From: Marcelo Tosatti <mtosatti@redhat.com>
To: Dmitry Vyukov <dvyukov@google.com>
Cc: "David Hildenbrand" <david@redhat.com>,
"KVM list" <kvm@vger.kernel.org>,
"Paolo Bonzini" <pbonzini@redhat.com>,
"Radim Krčmář" <rkrcmar@redhat.com>,
stable <stable@vger.kernel.org>,
LKML <linux-kernel@vger.kernel.org>,
"Cornelia Huck" <cornelia.huck@de.ibm.com>
Subject: Re: [PATCH v2] KVM: kvm_io_bus_unregister_dev() should never fail
Date: Fri, 24 Mar 2017 07:33:01 -0300 [thread overview]
Message-ID: <20170324103257.GA5250@amt.cnet> (raw)
In-Reply-To: <CACT4Y+Y9MoCVSf515_btVJn=X8kGbJNQA7ujB+XPk=UdcxKNqQ@mail.gmail.com>
On Fri, Mar 24, 2017 at 09:48:31AM +0100, Dmitry Vyukov wrote:
> On Thu, Mar 23, 2017 at 9:42 PM, Marcelo Tosatti <mtosatti@redhat.com> wrote:
> > On Thu, Mar 23, 2017 at 06:24:19PM +0100, David Hildenbrand wrote:
> >> No caller currently checks the return value of
> >> kvm_io_bus_unregister_dev(). This is evil, as all callers silently go on
> >> freeing their device. A stale reference will remain in the io_bus,
> >> getting at least used again, when the iobus gets teared down on
> >> kvm_destroy_vm() - leading to use after free errors.
> >>
> >> There is nothing the callers could do, except retrying over and over
> >> again.
> >>
> >> So let's simply remove the bus altogether, print an error and make
> >> sure no one can access this broken bus again (returning -ENOMEM on any
> >> attempt to access it).
> >>
> >> Fixes: e93f8a0f821e ("KVM: convert io_bus to SRCU")
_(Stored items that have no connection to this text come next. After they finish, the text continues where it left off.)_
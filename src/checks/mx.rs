//! MX presence and host resolvability.

use futures::stream::{self, StreamExt};
use log::debug;

use crate::dns::{DnsError, DnsGateway, DnsResolver, MxHost};
use crate::scoring::MxRubric;

use super::CheckResult;

/// Scores the domain's MX records.
///
/// Hosts are resolved concurrently, at most `concurrency` at a time, and reported
/// in preference order.
pub async fn check<R: DnsResolver>(
    gateway: &DnsGateway<R>,
    domain: &str,
    rubric: &MxRubric,
    concurrency: usize,
) -> CheckResult {
    let mut result = CheckResult::new(rubric.max);

    let hosts = match gateway.mx(domain).await {
        Ok(hosts) => hosts,
        Err(DnsError::NxDomain) => {
            result.error_fix(
                format!("{domain} does not exist (NXDOMAIN)"),
                "Check the domain name; it is not registered in DNS",
            );
            return result;
        }
        Err(e) => {
            result.warning(format!("MX lookup failed ({e}); MX result is degraded"));
            return result;
        }
    };

    if hosts.is_empty() {
        result.error_fix(
            "No MX records found",
            "Add MX records so the domain can receive mail",
        );
        return result;
    }

    let usable: Vec<MxHost> = hosts.iter().filter(|h| !h.is_null()).cloned().collect();
    if usable.is_empty() {
        result.info("Domain publishes a null MX (RFC 7505) and accepts no mail");
        return result;
    }

    let outcomes: Vec<(String, Result<bool, DnsError>)> = stream::iter(usable)
        .map(|host| async move {
            let resolves = gateway.host_resolves(&host.exchange).await;
            (host.exchange, resolves)
        })
        .buffered(concurrency.max(1))
        .collect()
        .await;

    let mut resolved = Vec::new();
    let mut dangling = Vec::new();
    let mut unverified = Vec::new();
    for (host, outcome) in outcomes {
        debug!("MX host {host}: {outcome:?}");
        match outcome {
            Ok(true) => resolved.push(host),
            Ok(false) => dangling.push(host),
            Err(_) => unverified.push(host),
        }
    }

    if resolved.is_empty() && dangling.is_empty() {
        // Nothing was shown to be broken, only unreachable
        result.award(rubric.unresolved);
        result.warning(format!(
            "Could not verify MX host(s): {}; MX result is degraded",
            unverified.join(", ")
        ));
        return result;
    }

    if resolved.is_empty() {
        result.award(rubric.unresolved);
        result.warn_fix(
            format!(
                "Found {} MX record(s) but no MX host resolves",
                hosts.len()
            ),
            "Point MX records at hosts that resolve to an address",
        );
    } else {
        result.award(rubric.resolves);
        result.success(format!(
            "Found {} MX record(s); {} host(s) resolve",
            hosts.len(),
            resolved.len()
        ));
    }

    if !dangling.is_empty() {
        let list = dangling.join(", ");
        result.warn_fix(
            format!("Dangling MX host(s): {list}"),
            format!("Fix or remove dangling MX records: {list}"),
        );
    }
    if !unverified.is_empty() {
        result.warning(format!(
            "Could not verify MX host(s): {}",
            unverified.join(", ")
        ));
    }

    result
}
use std::net::Ipv4Addr;

use tokio::time::Instant;

use super::*;
use crate::checks::Level;
use crate::config::ScanOptions;
use crate::dns::{MockResolver, RecordType};
use crate::scoring::V1_0;

async fn run(mock: &MockResolver) -> CheckResult {
    let options = ScanOptions::default();
    let gateway = DnsGateway::new(mock.clone(), &options, Instant::now() + options.deadline);
    check(&gateway, "example.com", &V1_0.spf).await
}

fn with_spf(record: &str) -> MockResolver {
    let mock = MockResolver::new();
    mock.add_txt("example.com", "google-site-verification=abc123");
    mock.add_txt("example.com", record);
    mock
}

#[tokio::test(start_paused = true)]
async fn test_strict_record_earns_full_points() {
    let mock = with_spf("v=spf1 include:spf.protection.outlook.com -all");
    mock.add_txt("spf.protection.outlook.com", "v=spf1 ip4:40.92.0.0/15 -all");

    let result = run(&mock).await;
    assert_eq!(result.points, 25, "{:?}", result.messages);
    assert_eq!(result.remediation().count(), 0);
}

#[tokio::test(start_paused = true)]
async fn test_no_spf_record() {
    let mock = MockResolver::new();
    mock.add_txt("example.com", "v=DMARC1; p=none");

    let result = run(&mock).await;
    assert_eq!(result.points, 0);
    assert!(result.has_message(Level::Error, "No SPF record found"));
}

#[tokio::test(start_paused = true)]
async fn test_nxdomain_is_missing_record() {
    let mock = MockResolver::new();
    mock.set_nxdomain("example.com");
    let result = run(&mock).await;
    assert_eq!(result.points, 0);
    assert!(result.has_message(Level::Error, "No SPF record found"));
}

#[tokio::test(start_paused = true)]
async fn test_multiple_records_score_zero() {
    let mock = with_spf("v=spf1 -all");
    mock.add_txt("example.com", "v=spf1 ~all");

    let result = run(&mock).await;
    assert_eq!(result.points, 0);
    assert!(result.has_message(Level::Error, "Multiple SPF records"));
}

#[tokio::test(start_paused = true)]
async fn test_plus_all_allows_any_sender() {
    let mock = with_spf("v=spf1 ip4:192.0.2.0/24 +all");

    let result = run(&mock).await;
    // present 5 + syntax 5 + budget 2 + hosts 3 + hygiene 4, no terminal credit
    assert_eq!(result.points, 19);
    assert!(result.has_message(Level::Warning, "allows any sender"));
}

#[tokio::test(start_paused = true)]
async fn test_terminal_weights() {
    for (record, points) in [
        ("v=spf1 -all", 25),
        ("v=spf1 ~all", 22),
        ("v=spf1 ?all", 19),
        ("v=spf1 ip4:192.0.2.1", 19),
    ] {
        let result = run(&with_spf(record)).await;
        assert_eq!(result.points, points, "{record}");
    }
}

#[tokio::test(start_paused = true)]
async fn test_syntax_errors_name_the_fragment() {
    let mock = with_spf("v=spf1 ip4:192.0.2.300 bogus -all");

    let result = run(&mock).await;
    assert_eq!(result.points, 20);
    assert!(result.has_message(Level::Error, "'ip4:192.0.2.300'"));
    assert!(result.has_message(Level::Error, "'bogus'"));
}

#[tokio::test(start_paused = true)]
async fn test_duplicates_forfeit_syntax_credit() {
    let mock = with_spf("v=spf1 ip4:192.0.2.1 ip4:192.0.2.1 -all");
    let result = run(&mock).await;
    assert_eq!(result.points, 20);
    assert!(result.has_message(Level::Warning, "Duplicate SPF mechanisms"));
}

#[tokio::test(start_paused = true)]
async fn test_lookup_budget_exceeded() {
    let mock = with_spf("v=spf1 include:l1.example -all");
    for i in 1..=12 {
        mock.add_txt(
            &format!("l{i}.example"),
            &format!("v=spf1 include:l{}.example -all", i + 1),
        );
    }

    let result = run(&mock).await;
    assert_eq!(result.points, 23);
    assert!(result.has_message(Level::Error, "10 DNS lookup limit"));
}

#[tokio::test(start_paused = true)]
async fn test_include_cycle_reported() {
    let mock = with_spf("v=spf1 include:a.example -all");
    mock.add_txt("a.example", "v=spf1 include:b.example -all");
    mock.add_txt("b.example", "v=spf1 include:a.example -all");

    let result = run(&mock).await;
    assert!(result.has_message(Level::Error, "SPF include loop"));
    assert_eq!(result.points, 20);
}

#[tokio::test(start_paused = true)]
async fn test_referenced_hosts_must_resolve() {
    let mock = with_spf("v=spf1 a:web.example.com mx:mail.example.net -all");
    mock.add_a("web.example.com", Ipv4Addr::new(192, 0, 2, 80));
    mock.set_nxdomain("mail.example.net");

    let result = run(&mock).await;
    assert_eq!(result.points, 22);
    assert!(result.has_message(Level::Warning, "mail.example.net"));
}

#[tokio::test(start_paused = true)]
async fn test_ptr_and_many_includes_lose_hygiene() {
    let mock = with_spf("v=spf1 ptr -all");
    let result = run(&mock).await;
    assert_eq!(result.points, 21);
    assert!(result.has_message(Level::Warning, "ptr"));

    let includes: Vec<String> = (1..=6).map(|i| format!("include:i{i}.example")).collect();
    let mock = with_spf(&format!("v=spf1 {} -all", includes.join(" ")));
    for i in 1..=6 {
        mock.add_txt(&format!("i{i}.example"), "v=spf1 -all");
    }
    let result = run(&mock).await;
    assert_eq!(result.points, 21);
    assert!(result.has_message(Level::Info, "6 includes"));
}

#[tokio::test(start_paused = true)]
async fn test_transient_root_failure_degrades() {
    let mock = MockResolver::new();
    mock.fail("example.com", RecordType::Txt, DnsError::Timeout);
    let result = run(&mock).await;
    assert_eq!(result.points, 0);
    assert!(result.has_message(Level::Warning, "degraded"));
}

#[test]
fn test_include_targets_for_provider_detection() {
    let values = vec![
        "v=spf1 include:_spf.google.com include:mailgun.org ~all".to_string(),
        "other=1".to_string(),
    ];
    assert_eq!(
        include_targets(&values),
        vec!["_spf.google.com", "mailgun.org"]
    );

    let twice = vec!["v=spf1 include:a.com -all".to_string(), "v=spf1 -all".to_string()];
    assert!(include_targets(&twice).is_empty());
}
//! Scan orchestration.
//!
//! One scan validates the domain, picks the rubric, gathers provider evidence,
//! then runs the four checkers concurrently against a shared [`DnsGateway`]
//! under a single deadline.

use log::{debug, info, warn};
use tokio::time::{timeout_at, Instant};

use crate::checks::{self, CheckResult};
use crate::config::{ScanOptions, DEFAULT_SCORE_VERSION};
use crate::dns::{DnsError, DnsGateway, DnsResolver, HickoryResolver};
use crate::domain::ScanRequest;
use crate::error_handling::AssessError;
use crate::initialization::init_resolver;
use crate::provider::{self, ProviderTag};
use crate::scoring::{aggregate, Checks, ScanResult, ScoreVersion};

/// Runs scans against an injected resolver.
///
/// Each call to [`Assessor::assess`] gets its own gateway, so nothing is cached
/// between scans.
///
/// # Examples
///
/// ```
/// use mail_posture::{Assessor, MockResolver, ScanOptions};
///
/// # #[tokio::main(flavor = "current_thread")]
/// # async fn main() {
/// let dns = MockResolver::new();
/// dns.add_txt("example.com", "v=spf1 -all");
/// let assessor = Assessor::new(dns, ScanOptions::default());
/// let report = assessor.assess("example.com", None).await.unwrap();
/// assert_eq!(report.checks.spf.points, 25);
/// # }
/// ```
#[derive(Clone)]
pub struct Assessor<R: DnsResolver> {
    resolver: R,
    options: ScanOptions,
}

impl<R: DnsResolver> Assessor<R> {
    pub fn new(resolver: R, options: ScanOptions) -> Self {
        Self { resolver, options }
    }

    /// Assesses `domain` under `score_version` (default `"1.0"`).
    ///
    /// # Errors
    ///
    /// - [`AssessError::InvalidDomain`] before any DNS query if the domain fails
    ///   syntax validation
    /// - [`AssessError::UnknownScoreVersion`] if no rubric has that name
    /// - [`AssessError::DeadlineElapsed`] if none of the four checks finished in time
    pub async fn assess(
        &self,
        domain: &str,
        score_version: Option<&str>,
    ) -> Result<ScanResult, AssessError> {
        let request = ScanRequest::parse(domain)?;
        let version_name = score_version.unwrap_or(DEFAULT_SCORE_VERSION);
        let version = ScoreVersion::lookup(version_name)
            .ok_or_else(|| AssessError::UnknownScoreVersion(version_name.to_string()))?;

        let deadline = Instant::now() + self.options.deadline;
        let gateway = DnsGateway::new(self.resolver.clone(), &self.options, deadline);
        let domain = request.domain();
        debug!("Assessing {domain} with score version {}", version.name);

        let provider = detect_provider(&gateway, domain).await;
        let selectors = version.selectors.candidates(provider);
        debug!("Provider for {domain}: {provider}; {} DKIM candidates", selectors.len());

        let (mx, spf, dkim, dmarc) = tokio::join!(
            timeout_at(
                deadline,
                checks::mx::check(&gateway, domain, &version.mx, self.options.mx_concurrency),
            ),
            timeout_at(deadline, checks::spf::check(&gateway, domain, &version.spf)),
            timeout_at(
                deadline,
                checks::dkim::check(
                    &gateway,
                    domain,
                    &version.dkim,
                    &selectors,
                    provider,
                    self.options.dkim_concurrency,
                ),
            ),
            timeout_at(deadline, checks::dmarc::check(&gateway, domain, &version.dmarc)),
        );

        if mx.is_err() && spf.is_err() && dkim.is_err() && dmarc.is_err() {
            warn!("No check for {domain} finished before the scan deadline");
            return Err(AssessError::DeadlineElapsed(self.options.deadline));
        }

        let checks = Checks {
            mx: mx.unwrap_or_else(|_| overdue(domain, "MX", version.mx.max)),
            spf: spf.unwrap_or_else(|_| overdue(domain, "SPF", version.spf.max)),
            dkim: dkim.unwrap_or_else(|_| overdue(domain, "DKIM", version.dkim.max)),
            dmarc: dmarc.unwrap_or_else(|_| overdue(domain, "DMARC", version.dmarc.max)),
        };

        let report = aggregate(domain, version, provider, checks);
        info!(
            "{domain}: score {} ({}) under version {}",
            report.score, report.grade, report.score_version
        );
        Ok(report)
    }
}

/// Classifies the provider from the root MX hosts and SPF includes.
///
/// Both lookups go through the scan gateway, so the checkers reuse the answers.
async fn detect_provider<R: DnsResolver>(gateway: &DnsGateway<R>, domain: &str) -> ProviderTag {
    let (mx, txt) = tokio::join!(gateway.mx(domain), gateway.txt(domain));
    let mx_hosts = mx.unwrap_or_else(|e| evidence_missing(domain, "MX", e));
    let includes = txt
        .map(|values| checks::spf::include_targets(&values))
        .unwrap_or_else(|e| evidence_missing(domain, "TXT", e));
    provider::detect(&mx_hosts, &includes)
}

fn evidence_missing<T>(domain: &str, what: &str, error: DnsError) -> Vec<T> {
    if error.is_transient() {
        warn!("Provider detection for {domain} has no {what} evidence: {error}");
    }
    Vec::new()
}

fn overdue(domain: &str, check: &str, max_points: u32) -> CheckResult {
    warn!("{check} check for {domain} did not finish before the scan deadline");
    CheckResult::degraded(
        max_points,
        format!("{check} check did not finish before the scan deadline; result is degraded"),
    )
}

/// Assesses `domain` with the system resolver and default [`ScanOptions`].
///
/// # Errors
///
/// See [`Assessor::assess`].
pub async fn assess(domain: &str, score_version: Option<&str>) -> Result<ScanResult, AssessError> {
    let options = ScanOptions::default();
    let resolver = HickoryResolver::new(init_resolver(options.dns_timeout));
    Assessor::new(resolver, options)
        .assess(domain, score_version)
        .await
}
> >> Cc: stable@vger.kernel.org # 3.4+
> >> Reported-by: Dmitry Vyukov <dvyukov@google.com>
> >> Signed-off-by: David Hildenbrand <david@redhat.com>
> >> ---
> >>
> >> Based on kvm/queue, where we just got 2a108a4e7c1 ("KVM: x86: clear bus
> >> pointer when destroyed"), which added a check we need here.
> >>
> >> v1 -> v2:
> >> - added a check in kvm_destroy_vm()
> >> - added a check in virt/kvm/eventfd.c
> >>
> >> Using 'git grep -C 4 "kvm->buses"' should help to find all users. The other
> >> user in virt/kvm/eventfd.c should be fine.
> >>
> >> ---
> >> include/linux/kvm_host.h | 4 ++--
> >> virt/kvm/eventfd.c | 3 ++-
> >> virt/kvm/kvm_main.c | 42 +++++++++++++++++++++++++-----------------
> >> 3 files changed, 29 insertions(+), 20 deletions(-)
> >>
> >> diff --git a/include/linux/kvm_host.h b/include/linux/kvm_host.h
> >> index 2c14ad9..d025074 100644
> >> --- a/include/linux/kvm_host.h
> >> +++ b/include/linux/kvm_host.h
> >> @@ -162,8 +162,8 @@ int kvm_io_bus_read(struct kvm_vcpu *vcpu, enum kvm_bus bus_idx, gpa_t addr,
> >> int len, void *val);
> >> int kvm_io_bus_register_dev(struct kvm *kvm, enum kvm_bus bus_idx, gpa_t addr,
> >> int len, struct kvm_io_device *dev);
> >> -int kvm_io_bus_unregister_dev(struct kvm *kvm, enum kvm_bus bus_idx,
> >> - struct kvm_io_device *dev);
> >> +void kvm_io_bus_unregister_dev(struct kvm *kvm, enum kvm_bus bus_idx,
> >> + struct kvm_io_device *dev);
> >> struct kvm_io_device *kvm_io_bus_get_dev(struct kvm *kvm, enum kvm_bus bus_idx,
> >> gpa_t addr);
> >>
> >> diff --git a/virt/kvm/eventfd.c b/virt/kvm/eventfd.c
> >> index a29786d..4d28a9d 100644
> >> --- a/virt/kvm/eventfd.c
> >> +++ b/virt/kvm/eventfd.c
> >> @@ -870,7 +870,8 @@ kvm_deassign_ioeventfd_idx(struct kvm *kvm, enum kvm_bus bus_idx,
> >> continue;
> >>
> >> kvm_io_bus_unregister_dev(kvm, bus_idx, &p->dev);
> >> - kvm->buses[bus_idx]->ioeventfd_count--;
> >> + if (kvm->buses[bus_idx])
> >> + kvm->buses[bus_idx]->ioeventfd_count--;
> >> ioeventfd_release(p);
> >> ret = 0;
> >> break;
> >> diff --git a/virt/kvm/kvm_main.c b/virt/kvm/kvm_main.c
> >> index 7445566..ef1aa7f 100644
> >> --- a/virt/kvm/kvm_main.c
> >> +++ b/virt/kvm/kvm_main.c
> >> @@ -728,7 +728,8 @@ static void kvm_destroy_vm(struct kvm *kvm)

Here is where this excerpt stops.